La mañana era brillante y fría. La nieve, al fundirse, había cubierto el camino de fango blando. El cielo no presentaba ni una sospecha de nubes. Si la noche anterior hubiese sido tan clara, los del buque habrían adivinado el peligro. También los contrabandistas habrían recogido sus alijos escondidos bajo el agua de la ensenada.

Si… si… las hipótesis ahora ya no tenían sentido; Ya era tarde.

El carruaje de Vyvyan le condujo hasta el estrecho sendero que bordeaba el acantilado. Nada más descender vio, con sorpresa, que Dancer le esperaba junto a un grupo de hombres. El bote de remos estaba varado en la playa, un centenar de metros más abajo.

Todo parecía cambiado por la luz del día. Había esperado encontrarse la arena cubierta de sangre y cadáveres; se veía en cambio limpia, y más allá, en el mar, el
Avenger
tiraba de su cabo de fondeo casi sin un balanceo.

—¡Dick! ¡Estás vivo! ¡Gracias a Dios!

Dancer corrió hacia él y apretó con fuerza su brazo.

—¡Vaya aspecto tienes!

Bolitho sonrió con esfuerzo.

—Gracias.

Mientras recorrían juntos el empinado sendero, Bolitho vio cómo varios hombres de aspecto corpulento examinaban las dos linternas abandonadas, así como algunas de las armas arrojadas al suelo. Podían ser agentes de impuestos o gentes al servicio de Vyvyan.

—El comandante ha ordenado que te llevemos a bordo —explicó Dancer.

—¿En qué humor se encuentra?

—Extrañamente bueno. No me sorprendería que influyese el buque al que salvaste de caer en las rocas. Ha ido a parar a una playa que está a algo así como una milla de aquí. Tu hermano, eh… convenció a sus gentes de que debían desembarcarse y ocupó el buque con una dotación de presa. Diría que el capitán del buque tenía tantas ganas de saltar a tierra que ni pensó en discutir el tema del rescate.

Ya en el bote, algunos de los marineros ordenaban los ciempiés de Pyke contra el espejo de popa.

—Hemos rastreado el fondo de la caleta —explicó Dancer—, sin hallar ni rastro de nada. Quizá aprovecharon la oscuridad, una vez Vyvyan y sus hombres hicieron huir a la banda de raqueros.

Cuando Bolitho alcanzó el
Avenger
, su segundo bote se hallaba también amarrado al costado. El hombre elegido para vigilarlo sobre la playa había cumplido a la perfección, pensó. La única baja era la de Trillo.

Hugh le observó trepar por el costado del
Avenger
. Sus manos se apoyaban en las caderas con presunción. Su sombrero se inclinaba en un ángulo provocador.

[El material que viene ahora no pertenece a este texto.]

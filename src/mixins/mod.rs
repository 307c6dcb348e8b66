//! Deduplicating cache of mixin filter definitions.
//!
//! Many units share the same mixins. Extracting a mixin's filters means reading
//! and analyzing the file and emitting its module, which must happen once per
//! mixin path for the whole session, even when dozens of units ask for it at the
//! same moment.
//!
//! # Concurrency
//!
//! Each path moves through two states:
//!
//! - [`MixinState::Pending`]: one task is extracting; the others wait on its `Notify`
//! - [`MixinState::Ready`]: extraction finished, the result is shared
//!
//! The first task to find the path vacant inserts `Pending` and runs the
//! extraction. A failed extraction removes the entry again and wakes the
//! waiters, one of which then retries.
//!
//! Entries are never invalidated: editing a mixin during a session does not
//! refresh its cached filters.

use std::future::Future;
use std::path::{Path, PathBuf};
use std::sync::Arc;
use std::sync::atomic::{AtomicUsize, Ordering};

use anyhow::Result;
use dashmap::DashMap;
use dashmap::mapref::entry::Entry;
use tokio::sync::Notify;

use crate::filters::FilterDefinition;

/// Cache state of one mixin path.
#[derive(Debug, Clone)]
enum MixinState {
    /// Another task is extracting this mixin.
    Pending(Arc<Notify>),
    /// Extraction finished; `None` when the mixin defines no filters.
    Ready(Option<Arc<FilterDefinition>>),
}

/// Result of [`MixinFilterCache::get_or_extract`].
#[derive(Debug, Clone)]
pub struct MixinLookup {
    /// The mixin's filters, `None` when it defines none
    pub definition: Option<Arc<FilterDefinition>>,
    /// Whether this call performed the extraction
    pub fresh: bool,
}

/// Session-wide map from resolved mixin path to its filters.
///
/// Cloning is cheap; clones share the same cache.
#[derive(Debug, Clone, Default)]
pub struct MixinFilterCache {
    entries: Arc<DashMap<PathBuf, MixinState>>,
    extractions: Arc<AtomicUsize>,
}

/// Notify handle of a pending entry, taken before the entry is replaced.
fn pending_notify(entries: &DashMap<PathBuf, MixinState>, path: &Path) -> Option<Arc<Notify>> {
    entries.get(path).and_then(|entry| match entry.value() {
        MixinState::Pending(notify) => Some(notify.clone()),
        MixinState::Ready(_) => None,
    })
}

impl MixinFilterCache {
    /// Create an empty cache.
    pub fn new() -> Self {
        Self::default()
    }

    /// Return the cached filters of `path`, running `extract` if no task has
    /// extracted them yet.
    ///
    /// Concurrent calls for the same path run `extract` once; the others wait
    /// and share its result.
    ///
    /// # Errors
    ///
    /// Returns the error of `extract` when this call ran it. Nothing is cached
    /// in that case.
    pub async fn get_or_extract<F, Fut>(&self, path: &Path, extract: F) -> Result<MixinLookup>
    where
        F: FnOnce() -> Fut,
        Fut: Future<Output = Result<Option<FilterDefinition>>>,
    {
        let notify = Arc::new(Notify::new());

        loop {
            match self.entries.entry(path.to_path_buf()) {
                Entry::Occupied(entry) => match entry.get() {
                    MixinState::Ready(definition) => {
                        tracing::trace!(target: "mixins", "Reusing filters of {}", path.display());
                        return Ok(MixinLookup {
                            definition: definition.clone(),
                            fresh: false,
                        });
                    }
                    MixinState::Pending(existing) => {
                        let existing = existing.clone();

                        // Create the notified future BEFORE dropping the entry so a
                        // completion landing in between still wakes us
                        let notified = existing.notified();
                        drop(entry);

                        tracing::trace!(target: "mixins", "Waiting for extraction of {}", path.display());
                        notified.await;
                    }
                },
                Entry::Vacant(entry) => {
                    entry.insert(MixinState::Pending(notify.clone()));
                    break;
                }
            }
        }

        self.extractions.fetch_add(1, Ordering::SeqCst);
        tracing::debug!(target: "mixins", "Extracting filters of {}", path.display());

        match extract().await {
            Ok(definition) => {
                let definition = definition.filter(|d| !d.is_empty()).map(Arc::new);
                let to_wake = pending_notify(&self.entries, path);
                self.entries.insert(path.to_path_buf(), MixinState::Ready(definition.clone()));
                if let Some(waiters) = to_wake {
                    waiters.notify_waiters();
                }
                Ok(MixinLookup {
                    definition,
                    fresh: true,
                })
            }
            Err(e) => {
                let to_wake = pending_notify(&self.entries, path);
                self.entries.remove(path);
                if let Some(waiters) = to_wake {
                    waiters.notify_waiters();
                }
                Err(e)
            }
        }
    }

    /// Cached filters of `path`: `None` if not extracted yet, `Some(None)` if
    /// the mixin defines no filters.
    pub fn get(&self, path: &Path) -> Option<Option<Arc<FilterDefinition>>> {
        self.entries.get(path).and_then(|entry| match entry.value() {
            MixinState::Ready(definition) => Some(definition.clone()),
            MixinState::Pending(_) => None,
        })
    }

    /// How many extractions have been started over the cache's lifetime.
    pub fn extraction_count(&self) -> usize {
        self.extractions.load(Ordering::SeqCst)
    }

    /// Number of cached mixins.
    pub fn len(&self) -> usize {
        self.entries.len()
    }

    /// Whether nothing is cached.
    pub fn is_empty(&self) -> bool {
        self.entries.is_empty()
    }
}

—¡Ardiente como una tea, el chiquillo! —dijo acercándose a grandes pasos por la cubierta, y agarrando su mano—. Estás hecho un idiota. Aunque en cuanto oí el cañonazo que pedía socorro me supuse que te saltarías las órdenes. Antes de que nadie pudiese abrir la boca ya había embarcado yo mi dotación de presa —dijo con sonrisa satisfecha—. Un precioso bergantín holandés destinado a Cork, bien cargado hasta los topes con licores y tabaco. El rescate será generoso.

—Dice sir Henry que los saqueadores se escaparon; sólo pudo atrapar a uno.

—Raqueros y contrabandistas, a mí no me engañan, son la misma gente. Pyke cree que alcanzó a alguno con sus disparos de pistola. Es probable que aparezcan en algún lugar. Jamás un jurado de Cornualles condenaría a un contrabandista, pero un saqueador de naufragios es otro asunto.

Richard se encaró con su hermano.

—Es culpa mía si no hemos hallado los alijos de contrabando. Pero no podía hacer otra cosa. Entre hallar algunas barricas de brandy o salvar un buque entero con su tripulación no dudé ni un instante.